# WORK REQUIRED:
Among the lines below, take the one holding "(for configuration input).", the one holding "fn default() ->", and all lines between them. Set them down exactly.

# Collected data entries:
....
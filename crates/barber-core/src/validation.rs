//! # Validation Module
//!
//! Input checks applied by the register before it touches the transaction.
//!
//! ## Validation Strategy
//! ```text
//! ┌─────────────────────────────────────────────────────────────────────────┐
//! │                      Validation Layers                                  │
//! │                                                                         │
//! │  Layer 1: Command decoding (serde)                                     │
//! │  ├── Unknown command / wrong JSON types → BAD_REQUEST                  │
//! │           │                                                             │
//! │           ▼                                                             │
//! │  Layer 2: THIS MODULE                                                  │
//! │  ├── Customer name / phone shape                                       │
//! │  ├── Quantity ceiling                                                  │
//! │  └── Config values (tax rate, print origin)                            │
//! │           │                                                             │
//! │           ▼                                                             │
//! │  Layer 3: Transaction                                                  │
//! │  └── Structural rules (unique lines, qty ≤ 0 removes)                  │
//! └─────────────────────────────────────────────────────────────────────────┘
//! ```
//!
//! ## Usage
//! ```rust
//! use barber_core::validation::{validate_customer_name, validate_quantity};
//!
//! assert_eq!(validate_customer_name("  Ahmad Rizky ").unwrap(), "Ahmad Rizky");
//! assert!(validate_quantity(5).is_ok());
//! assert!(validate_quantity(1000).is_err());
//! ```

use crate::error::ValidationError;
use crate::{MAX_CUSTOMER_NAME_LENGTH, MAX_ITEM_QUANTITY};

/// Result type for validation operations.
pub type ValidationResult<T> = Result<T, ValidationError>;

const MAX_PHONE_LENGTH: usize = 20;
const MAX_ID_LENGTH: usize = 50;
const MAX_PAYMENT_METHOD_LENGTH: usize = 30;

// =============================================================================
// Customer
// =============================================================================

/// Validates a customer name and returns it trimmed.
///
/// An empty name is allowed; the receipt simply omits the customer line.
pub fn validate_customer_name(name: &str) -> ValidationResult<String> {
    let name = name.trim();

    if name.chars().count() > MAX_CUSTOMER_NAME_LENGTH {
        return Err(ValidationError::TooLong {
            field: "customer name".to_string(),
            max: MAX_CUSTOMER_NAME_LENGTH,
        });
    }

    Ok(name.to_string())
}

/// Validates a customer phone number and returns it trimmed.
///
/// ## Rules
/// - May be empty
/// - Digits plus the usual separators: `+`, `-`, space, parentheses
/// - At most 20 characters
///
/// ## Example
/// ```rust
/// use barber_core::validation::validate_customer_phone;
///
/// assert!(validate_customer_phone("+62 812-3456-7890").is_ok());
/// assert!(validate_customer_phone("").is_ok());
/// assert!(validate_customer_phone("call me").is_err());
/// ```
pub fn validate_customer_phone(phone: &str) -> ValidationResult<String> {
    let phone = phone.trim();

    if phone.len() > MAX_PHONE_LENGTH {
        return Err(ValidationError::TooLong {
            field: "customer phone".to_string(),
            max: MAX_PHONE_LENGTH,
        });
    }

    if !phone
        .chars()
        .all(|c| c.is_ascii_digit() || matches!(c, '+' | '-' | ' ' | '(' | ')'))
    {
        return Err(ValidationError::InvalidFormat {
            field: "customer phone".to_string(),
            reason: "must contain only digits, spaces, '+', '-' and parentheses".to_string(),
        });
    }

    Ok(phone.to_string())
}

// =============================================================================
// Cart Inputs
// =============================================================================

/// Validates a requested line quantity.
///
/// Only the ceiling is checked. Zero and negative values are legal input:
/// they remove the line.
///
/// ```text
/// Tap "+" on Premium Pomade (qty 999)
///      │
///      ▼
/// validate_quantity(1000) ── qty > 999? ──► OutOfRange, cart unchanged
/// ```
pub fn validate_quantity(qty: i64) -> ValidationResult<()> {
    if qty > MAX_ITEM_QUANTITY {
        return Err(ValidationError::OutOfRange {
            field: "quantity".to_string(),
            min: 0,
            max: MAX_ITEM_QUANTITY,
        });
    }

    Ok(())
}

/// Validates a catalog id (service or product) and returns it trimmed.
pub fn validate_catalog_id(field: &str, id: &str) -> ValidationResult<String> {
    let id = id.trim();

    if id.is_empty() {
        return Err(ValidationError::Required {
            field: field.to_string(),
        });
    }

    if id.len() > MAX_ID_LENGTH {
        return Err(ValidationError::TooLong {
            field: field.to_string(),
            max: MAX_ID_LENGTH,
        });
    }

    Ok(id.to_string())
}

/// Validates a payment method name and returns it trimmed.
///
/// Any non-empty value is accepted; unknown methods print as given.
pub fn validate_payment_method(method: &str) -> ValidationResult<String> {
    let method = method.trim();

    if method.is_empty() {
        return Err(ValidationError::Required {
            field: "payment method".to_string(),
        });
    }

    if method.chars().count() > MAX_PAYMENT_METHOD_LENGTH {
        return Err(ValidationError::TooLong {
            field: "payment method".to_string(),
            max: MAX_PAYMENT_METHOD_LENGTH,
        });
    }

    Ok(method.to_string())
}

// =============================================================================
// Configuration Values
// =============================================================================

/// Validates a tax rate in basis points (0% to 100%).
pub fn validate_tax_rate_bps(bps: u32) -> ValidationResult<()> {
    if bps > 10000 {
        return Err(ValidationError::OutOfRange {
            field: "tax_rate".to_string(),
            min: 0,
            max: 10000,
        });
    }

    Ok(())
}

/// Validates the origin the printer app calls back to.
///
/// Must be an `http://` or `https://` origin with a host.
///
/// ## Example
/// ```rust
/// use barber_core::validation::validate_print_origin;
///
/// assert!(validate_print_origin("http://localhost:3000").is_ok());
/// assert!(validate_print_origin("localhost:3000").is_err());
/// ```
pub fn validate_print_origin(origin: &str) -> ValidationResult<()> {
    let origin = origin.trim();

    if origin.is_empty() {
        return Err(ValidationError::Required {
            field: "print_origin".to_string(),
        });
    }

    let host = origin
        .strip_prefix("http://")
        .or_else(|| origin.strip_prefix("https://"));

    match host {
        Some(host) if !host.trim_end_matches('/').is_empty() && !host.contains(char::is_whitespace) => {
            Ok(())
        }
        _ => Err(ValidationError::InvalidFormat {
            field: "print_origin".to_string(),
            reason: "must be an http:// or https:// origin".to_string(),
        }),
    }
}

// =============================================================================
// Unit Tests
// =============================================================================
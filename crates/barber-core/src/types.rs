//! # Domain Types
//!
//! Catalog entries and the small value types around a transaction.
//!
//! ## Type Overview
//! ```text
//! ┌─────────────────────────────────────────────────────────────────────────┐
//! │                         Domain Types                                    │
//! │                                                                         │
//! │  ┌─────────────────┐   ┌─────────────────┐   ┌─────────────────┐       │
//! │  │    Service      │   │    Product      │   │ PaymentMethod   │       │
//! │  │  ─────────────  │   │  ─────────────  │   │  ─────────────  │       │
//! │  │  id             │   │  id             │   │  cash           │       │
//! │  │  name           │   │  name           │   │  qris           │       │
//! │  │  price (Money)  │   │  price (Money)  │   │  transfer       │       │
//! │  │  duration       │   │  stock          │   │  (anything else)│       │
//! │  └─────────────────┘   └─────────────────┘   └─────────────────┘       │
//! │                                                                         │
//! │  ┌─────────────────┐                                                    │
//! │  │    TaxRate      │   1000 bps = 10% (the shop's flat rate)            │
//! │  └─────────────────┘                                                    │
//! └─────────────────────────────────────────────────────────────────────────┘
//! ```
//!
//! Catalog entries are immutable snapshots. Product stock is displayed but
//! never decremented by a sale.

use serde::{Deserialize, Serialize};
use std::fmt;
use ts_rs::TS;

use crate::money::Money;

// =============================================================================
// Tax Rate
// =============================================================================

/// Tax rate represented in basis points (bps).
///
/// 1 basis point = 0.01%, so 1000 bps = 10%.
#[derive(Debug, Clone, Copy, PartialEq, Eq, Serialize, Deserialize, TS)]
#[ts(export)]
pub struct TaxRate(u32);

impl TaxRate {
    /// Creates a tax rate from basis points.
    #[inline]
    pub const fn from_bps(bps: u32) -> Self {
        TaxRate(bps)
    }

    /// Creates a tax rate from a percentage (for configuration input).
    pub fn from_percentage(pct: f64) -> Self {
        TaxRate((pct * 100.0).round() as u32)
    }

    /// Returns the rate in basis points.
    #[inline]
    pub const fn bps(&self) -> u32 {
        self.0
    }

    /// Zero tax rate.
    #[inline]
    pub const fn zero() -> Self {
        TaxRate(0)
    }

    /// Human label used on receipts: `10%`, `8.25%`, `12.5%`.
    pub fn percent_label(&self) -> String {
        let whole = self.0 / 100;
        let frac = self.0 % 100;
        if frac == 0 {
            format!("{}%", whole)
        } else {
            let frac = format!("{:02}", frac);
            format!("{}.{}%", whole, frac.trim_end_matches('0'))
        }
    }
}

impl Default for TaxRate {
    fn default() -> Self {
        crate::SHOP_TAX_RATE
    }
}

// =============================================================================
// Service
// =============================================================================

/// A bookable service (haircut, shave, ...). Selected at most once per
/// transaction.
#[derive(Debug, Clone, PartialEq, Eq, Serialize, Deserialize, TS)]
#[ts(export)]
#[serde(rename_all = "camelCase")]
pub struct Service {
    pub id: String,
    pub name: String,
    pub description: String,
    /// Price in whole rupiah.
    pub price: Money,
    pub duration_minutes: u32,
}

// =============================================================================
// Product
// =============================================================================

/// A retail product sold by quantity.
#[derive(Debug, Clone, PartialEq, Eq, Serialize, Deserialize, TS)]
#[ts(export)]
#[serde(rename_all = "camelCase")]
pub struct Product {
    pub id: String,
    pub name: String,
    /// Price in whole rupiah.
    pub price: Money,
    /// Units on the shelf. Informational only.
    pub stock: u32,
}

// =============================================================================
// Payment Method
// =============================================================================

/// How the customer pays.
///
/// The three known methods have fixed wire names. Anything else is carried
/// through untouched so the receipt prints exactly what was chosen.
#[derive(Debug, Clone, PartialEq, Eq, Default, Serialize, Deserialize)]
#[serde(from = "String", into = "String")]
pub enum PaymentMethod {
    /// Physical cash.
    #[default]
    Cash,
    /// QRIS (Indonesian standard QR payment).
    Qris,
    /// Direct bank transfer.
    BankTransfer,
    /// Any other value supplied by the client.
    Other(String),
}

impl PaymentMethod {
    /// The wire/receipt string for this method.
    pub fn as_str(&self) -> &str {
        match self {
            PaymentMethod::Cash => "cash",
            PaymentMethod::Qris => "qris",
            PaymentMethod::BankTransfer => "transfer",
            PaymentMethod::Other(value) => value,
        }
    }
}

impl From<&str> for PaymentMethod {
    fn from(value: &str) -> Self {
        match value {
            "cash" => PaymentMethod::Cash,
            "qris" => PaymentMethod::Qris,
            "transfer" => PaymentMethod::BankTransfer,
            other => PaymentMethod::Other(other.to_string()),
        }
    }
}

impl From<String> for PaymentMethod {
    fn from(value: String) -> Self {
        PaymentMethod::from(value.as_str())
    }
}

impl From<PaymentMethod> for String {
    fn from(method: PaymentMethod) -> Self {
        method.as_str().to_string()
    }
}

impl fmt::Display for PaymentMethod {
    fn fmt(&self, f: &mut fmt::Formatter<'_>) -> fmt::Result {
        f.write_str(self.as_str())
    }
}

// =============================================================================
// Unit Tests
// =============================================================================

#[cfg(test)]
mod tests {
    use super::*;

    #[test]
    fn test_tax_rate_from_percentage() {
        assert_eq!(TaxRate::from_percentage(10.0).bps(), 1000);
        assert_eq!(TaxRate::from_percentage(8.25).bps(), 825);
    }

    #[test]
    fn test_tax_rate_default_is_shop_rate() {
        assert_eq!(TaxRate::default().bps(), 1000);
        assert_eq!(TaxRate::zero().bps(), 0);
    }

    #[test]
    fn test_percent_label() {
        assert_eq!(TaxRate::from_bps(1000).percent_label(), "10%");
        assert_eq!(TaxRate::from_bps(825).percent_label(), "8.25%");
        assert_eq!(TaxRate::from_bps(1250).percent_label(), "12.5%");
        assert_eq!(TaxRate::from_bps(0).percent_label(), "0%");
    }

    #[test]
    fn test_payment_method_round_trip_names() {
        assert_eq!(PaymentMethod::from("cash"), PaymentMethod::Cash);
        assert_eq!(PaymentMethod::from("qris"), PaymentMethod::Qris);
        assert_eq!(PaymentMethod::from("transfer"), PaymentMethod::BankTransfer);
        assert_eq!(PaymentMethod::BankTransfer.as_str(), "transfer");
    }

    #[test]
    fn test_payment_method_passes_through_unknown_values() {
        let method = PaymentMethod::from("voucher");
        assert_eq!(method, PaymentMethod::Other("voucher".to_string()));
        assert_eq!(method.to_string(), "voucher");
    }

    #[test]
    fn test_payment_method_serializes_as_string() {
        let json = serde_json::to_string(&PaymentMethod::Qris).unwrap();
        assert_eq!(json, "\"qris\"");

        let parsed: PaymentMethod = serde_json::from_str("\"e-wallet\"").unwrap();
        assert_eq!(parsed.as_str(), "e-wallet");
    }
}
//! # API Error Type
//!
//! Unified error type for register commands.
//!
//! ## Error Handling Strategy
//! ```text
//! ┌─────────────────────────────────────────────────────────────────────────┐
//! │                    Error Flow in the Register                           │
//! │                                                                         │
//! │  stdin: {"command":"add_product","productId":"p9"}                      │
//! │         │                                                               │
//! │         ▼                                                               │
//! │  ┌──────────────────────────────────────────────────────────────────┐  │
//! │  │  Command Function                                                │  │
//! │  │  Result<T, ApiError>                                             │  │
//! │  │         │                                                        │  │
//! │  │         ▼                                                        │  │
//! │  │  Bad JSON? ────────── serde_json::Error ─────────┐              │  │
//! │  │         │                                        │              │  │
//! │  │         ▼                                        ▼              │  │
//! │  │  Wrong phase? ─────── PhaseError ─────────────► ApiError ──────►│  │
//! │  │         │                                        ▲              │  │
//! │  │         ▼                                        │              │  │
//! │  │  Lookup / input? ──── CoreError ─────────────────┘              │  │
//! │  │         │                                                        │  │
//! │  │         ▼                                                        │  │
//! │  │  Success ──────────────────────────────────────────────────────►│  │
//! │  └──────────────────────────────────────────────────────────────────┘  │
//! │                                                                         │
//! │  stdout: {"ok":false,"error":{"code":"NOT_FOUND",                      │
//! │                               "message":"Product not found: p9"}}       │
//! └─────────────────────────────────────────────────────────────────────────┘
//! ```

use barber_core::{CoreError, ValidationError};
use serde::Serialize;

use crate::state::PhaseError;

/// Error returned from register commands.
///
/// ## Serialization
/// ```json
/// {
///   "code": "NOT_FOUND",
///   "message": "Product not found: p9"
/// }
/// ```
#[derive(Debug, Clone, PartialEq, Eq, Serialize)]
#[serde(rename_all = "camelCase")]
pub struct ApiError {
    /// Machine-readable error code for programmatic handling
    pub code: ErrorCode,

    /// Human-readable error message for display
    pub message: String,
}

/// Error codes for command responses.
#[derive(Debug, Clone, Copy, PartialEq, Eq, Serialize)]
#[serde(rename_all = "SCREAMING_SNAKE_CASE")]
pub enum ErrorCode {
    /// Unknown service or product id
    NotFound,

    /// Input failed validation (quantity ceiling, name length, ...)
    ValidationError,

    /// Command not allowed in the current transaction phase
    InvalidState,

    /// Line could not be decoded as a command
    BadRequest,

    /// Unexpected failure inside the register
    Internal,
}

impl ApiError {
    pub fn new(code: ErrorCode, message: impl Into<String>) -> Self {
        ApiError {
            code,
            message: message.into(),
        }
    }

    pub fn not_found(resource: &str, id: &str) -> Self {
        ApiError::new(ErrorCode::NotFound, format!("{} not found: {}", resource, id))
    }

    pub fn validation(message: impl Into<String>) -> Self {
        ApiError::new(ErrorCode::ValidationError, message)
    }

    pub fn bad_request(message: impl Into<String>) -> Self {
        ApiError::new(ErrorCode::BadRequest, message)
    }

    pub fn internal(message: impl Into<String>) -> Self {
        ApiError::new(ErrorCode::Internal, message)
    }
}

/// Converts core errors to API errors.
impl From<CoreError> for ApiError {
    fn from(err: CoreError) -> Self {
        match err {
            CoreError::ServiceNotFound(id) => ApiError::not_found("Service", &id),
            CoreError::ProductNotFound(id) => ApiError::not_found("Product", &id),
            CoreError::QuantityTooLarge { requested, max } => ApiError::validation(format!(
                "Quantity {} exceeds maximum allowed ({})",
                requested, max
            )),
            CoreError::Validation(e) => ApiError::validation(e.to_string()),
        }
    }
}

impl From<ValidationError> for ApiError {
    fn from(err: ValidationError) -> Self {
        ApiError::validation(err.to_string())
    }
}

impl From<PhaseError> for ApiError {
    fn from(err: PhaseError) -> Self {
        ApiError::new(ErrorCode::InvalidState, err.to_string())
    }
}

/// Command lines that fail to decode.
impl From<serde_json::Error> for ApiError {
    fn from(err: serde_json::Error) -> Self {
        ApiError::bad_request(format!("Invalid command: {}", err))
    }
}

impl std::fmt::Display for ApiError {
    fn fmt(&self, f: &mut std::fmt::Formatter<'_>) -> std::fmt::Result {
        write!(f, "[{:?}] {}", self.code, self.message)
    }
}

impl std::error::Error for ApiError {}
....
# ANSWER TO THIS PROBLEM:
    /// Creates a tax rate from a percentage (for configuration input).
    pub fn from_percentage(pct: f64) -> Self {
        TaxRate((pct * 100.0).round() as u32)
    }

    /// Returns the rate in basis points.
    #[inline]
    pub const fn bps(&self) -> u32 {
        self.0
    }

    /// Zero tax rate.
    #[inline]
    pub const fn zero() -> Self {
        TaxRate(0)
    }

    /// Human label used on receipts: `10%`, `8.25%`, `12.5%`.
    pub fn percent_label(&self) -> String {
        let whole = self.0 / 100;
        let frac = self.0 % 100;
        if frac == 0 {
            format!("{}%", whole)
        } else {
            let frac = format!("{:02}", frac);
            format!("{}.{}%", whole, frac.trim_end_matches('0'))
        }
    }
}

impl Default for TaxRate {
    fn default() -> Self {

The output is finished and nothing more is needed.